Disconnect the battery positive before opening and cleaning the remaining connectors which are the safety interlock module, both lever switches, parking brake switch and seat switch. Reconnect all connectors and battery positive cable. Test crank the engine.
Initially you can do some checks on your machine, follow my list.
In the high amperage circuits which include the battery and all connections, check the following;
Disconnect the positive and negative connections on the battery, clean the cable and the battery posts and reconnect. Test crank the engine.
Follow the battery ground cable (black) to where it connects to one of the engine mounting bolts, there may be other ground wires connected, remove bolt, clean, inspect and reinstall on mounting bolt, tighten bolt and nut. Test crank the engine.

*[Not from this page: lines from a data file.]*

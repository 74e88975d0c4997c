// =============================================================================
// SHADER LAYOUT - GLSL struct and uniform-block layouts as Rust types
// =============================================================================
//
// Reads the struct declarations, uniform blocks and free uniforms of GLSL
// sources and compiles them into host types whose bytes match the std140
// uniform-buffer layout exactly.
//
// ARCHITECTURE OVERVIEW:
// ┌─────────────────────────────────────────────────────────────────┐
// │  ShaderCompiler (one unit per file, units in parallel)          │
// │    └── Extractor (declarations, free uniforms, attributes)      │
// │          └── TypeRegistry (content hash -> stable identity)     │
// │                └── Resolver + std140 layout                     │
// │                      └── Emitter (Rust artifacts + schemas)     │
// └─────────────────────────────────────────────────────────────────┘
//
// HOST SIDE:
// 1. Generated `<Name>Data` structs are `bytemuck::Pod` images of a buffer
// 2. Wrappers and `StructInstance`s track which fields changed
// 3. `bindings::synchronize` uploads dirty ranges and marks them clean
//
// =============================================================================

pub mod bindings;
pub mod compiler;
pub mod config;
pub mod error;
pub mod logging;
pub mod runtime;
pub mod sink;
pub mod watch;

pub use bindings::{
    synchronize, BindingPointPool, BufferTransport, HandleRegistrar, HandleTable, SlotAllocator, StagingBuffer,
    TextureHandle,
};
pub use compiler::{CompilationUnit, CompiledUnit, EmittedType, ShaderCompiler, TextureTarget, TypeIdentity, TypeRegistry};
pub use config::CompilerConfig;
pub use error::{AccessError, BindingError, CompileError};
pub use logging::{build_logger, init_logging};
pub use runtime::{DirtyField, DirtyFieldSet, DirtyState, StructInstance, UniformValue};
pub use sink::{ArtifactSink, DirectorySink, MemorySink};
pub use watch::ShaderWatcher;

Follow the battery positive cable (red) to where it connects to the start solenoid on the engine starter motor, check the terminal for security, bear in mind that this terminal is hot with full battery power, so disconnect the battery positive if you decide to disconnect this terminal to clean it. There is also a small red wire connected to this terminal, this is the supply for all the power to the machine except high amperage. Reconnect anything disconnected and teat crank the engine.
The small red wire on the start solenoid is the source for all machine power, it connects to the machine electrical harness thru the Kawasaki FX engine adapter harness. Disconnect the battery positive cable, find and disconnect the engine to machine connector, inspect and clean the terminals, reconnect, reconnect the positive battery cable. Test crank the engine.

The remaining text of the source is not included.